● **PROMPT**: The answer is the set of lines that include "files", copied from the data below.
[RAW DATA Boundary: Start]
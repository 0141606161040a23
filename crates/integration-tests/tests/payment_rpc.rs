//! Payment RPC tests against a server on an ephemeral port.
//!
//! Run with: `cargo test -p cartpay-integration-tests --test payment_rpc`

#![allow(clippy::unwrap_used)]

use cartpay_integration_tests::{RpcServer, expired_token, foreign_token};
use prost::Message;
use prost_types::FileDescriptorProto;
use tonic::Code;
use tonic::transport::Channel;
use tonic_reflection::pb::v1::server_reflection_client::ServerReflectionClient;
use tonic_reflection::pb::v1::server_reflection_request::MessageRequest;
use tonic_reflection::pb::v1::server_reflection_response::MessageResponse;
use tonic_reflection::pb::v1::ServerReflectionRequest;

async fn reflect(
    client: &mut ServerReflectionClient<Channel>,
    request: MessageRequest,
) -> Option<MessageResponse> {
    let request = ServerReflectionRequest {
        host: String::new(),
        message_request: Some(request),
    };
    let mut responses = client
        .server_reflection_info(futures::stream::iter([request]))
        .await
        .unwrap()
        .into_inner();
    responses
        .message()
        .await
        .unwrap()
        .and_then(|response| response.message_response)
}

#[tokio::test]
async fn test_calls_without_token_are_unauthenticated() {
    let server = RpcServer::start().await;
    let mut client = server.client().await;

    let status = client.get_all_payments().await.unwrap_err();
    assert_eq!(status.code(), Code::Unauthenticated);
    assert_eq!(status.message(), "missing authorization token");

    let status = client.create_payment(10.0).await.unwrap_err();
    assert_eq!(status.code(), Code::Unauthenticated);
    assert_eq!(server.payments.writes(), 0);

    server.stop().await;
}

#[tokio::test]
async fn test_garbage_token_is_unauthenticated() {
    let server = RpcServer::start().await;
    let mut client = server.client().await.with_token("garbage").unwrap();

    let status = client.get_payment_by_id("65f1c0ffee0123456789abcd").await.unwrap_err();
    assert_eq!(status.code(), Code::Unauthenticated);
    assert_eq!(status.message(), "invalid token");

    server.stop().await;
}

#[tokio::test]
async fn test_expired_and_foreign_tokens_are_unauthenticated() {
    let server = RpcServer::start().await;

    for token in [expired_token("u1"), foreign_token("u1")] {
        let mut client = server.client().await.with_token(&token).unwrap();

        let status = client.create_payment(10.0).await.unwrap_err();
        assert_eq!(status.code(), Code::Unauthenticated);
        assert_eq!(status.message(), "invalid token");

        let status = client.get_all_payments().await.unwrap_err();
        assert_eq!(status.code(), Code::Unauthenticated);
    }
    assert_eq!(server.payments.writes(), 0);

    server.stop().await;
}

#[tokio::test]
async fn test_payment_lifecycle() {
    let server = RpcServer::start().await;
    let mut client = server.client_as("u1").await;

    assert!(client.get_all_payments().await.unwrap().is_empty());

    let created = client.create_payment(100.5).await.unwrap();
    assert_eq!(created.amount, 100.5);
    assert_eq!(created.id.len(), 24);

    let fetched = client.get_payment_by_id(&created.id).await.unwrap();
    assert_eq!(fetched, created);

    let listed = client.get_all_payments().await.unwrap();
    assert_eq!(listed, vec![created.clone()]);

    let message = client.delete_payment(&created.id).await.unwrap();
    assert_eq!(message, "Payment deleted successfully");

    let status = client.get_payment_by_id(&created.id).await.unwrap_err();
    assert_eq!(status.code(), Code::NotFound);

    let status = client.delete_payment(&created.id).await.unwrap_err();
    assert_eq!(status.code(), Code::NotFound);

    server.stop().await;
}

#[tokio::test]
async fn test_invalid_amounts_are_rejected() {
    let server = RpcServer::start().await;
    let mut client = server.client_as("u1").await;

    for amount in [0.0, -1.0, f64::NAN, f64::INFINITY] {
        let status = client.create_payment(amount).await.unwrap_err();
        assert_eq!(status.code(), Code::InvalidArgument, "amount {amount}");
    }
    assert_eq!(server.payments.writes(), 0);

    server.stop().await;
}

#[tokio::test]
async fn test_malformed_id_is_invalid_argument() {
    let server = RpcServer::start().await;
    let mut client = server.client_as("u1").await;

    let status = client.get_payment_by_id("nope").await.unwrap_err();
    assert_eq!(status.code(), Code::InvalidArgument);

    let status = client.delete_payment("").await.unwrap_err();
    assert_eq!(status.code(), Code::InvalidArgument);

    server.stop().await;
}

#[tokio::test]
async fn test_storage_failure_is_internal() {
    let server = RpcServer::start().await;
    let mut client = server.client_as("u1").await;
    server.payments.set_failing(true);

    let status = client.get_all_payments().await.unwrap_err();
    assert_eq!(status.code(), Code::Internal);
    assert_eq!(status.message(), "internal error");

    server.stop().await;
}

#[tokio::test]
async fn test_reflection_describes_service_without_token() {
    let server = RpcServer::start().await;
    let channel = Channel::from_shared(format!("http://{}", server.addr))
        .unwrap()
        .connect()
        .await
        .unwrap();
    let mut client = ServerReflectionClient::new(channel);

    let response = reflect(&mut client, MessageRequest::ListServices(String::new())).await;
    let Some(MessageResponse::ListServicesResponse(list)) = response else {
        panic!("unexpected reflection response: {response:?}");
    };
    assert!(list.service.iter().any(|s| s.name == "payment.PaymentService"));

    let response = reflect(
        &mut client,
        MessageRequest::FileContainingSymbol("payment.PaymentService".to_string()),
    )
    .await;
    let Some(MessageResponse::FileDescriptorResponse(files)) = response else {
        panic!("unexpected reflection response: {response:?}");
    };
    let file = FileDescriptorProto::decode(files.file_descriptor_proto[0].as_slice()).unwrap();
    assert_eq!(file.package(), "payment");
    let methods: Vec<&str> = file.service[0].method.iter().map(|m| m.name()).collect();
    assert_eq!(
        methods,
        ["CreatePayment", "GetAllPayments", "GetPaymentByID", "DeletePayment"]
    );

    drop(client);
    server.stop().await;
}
[RAW DATA Boundary: End]
[RAW DATA Boundary: Start]
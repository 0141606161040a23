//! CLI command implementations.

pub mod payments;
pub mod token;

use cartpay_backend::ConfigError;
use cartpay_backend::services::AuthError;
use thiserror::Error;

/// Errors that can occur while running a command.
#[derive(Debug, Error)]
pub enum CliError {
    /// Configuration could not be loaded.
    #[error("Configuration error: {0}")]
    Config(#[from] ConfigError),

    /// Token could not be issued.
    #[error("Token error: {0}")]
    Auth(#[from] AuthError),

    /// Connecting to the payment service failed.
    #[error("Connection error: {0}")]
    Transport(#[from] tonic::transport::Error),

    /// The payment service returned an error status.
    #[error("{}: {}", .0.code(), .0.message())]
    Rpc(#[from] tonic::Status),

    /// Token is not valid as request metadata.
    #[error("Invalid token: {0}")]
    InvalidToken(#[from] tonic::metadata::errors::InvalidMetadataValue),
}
[RAW DATA Boundary: End]
● **ANSWER**:
    let Some(MessageResponse::FileDescriptorResponse(files)) = response else {
    let file = FileDescriptorProto::decode(files.file_descriptor_proto[0].as_slice()).unwrap();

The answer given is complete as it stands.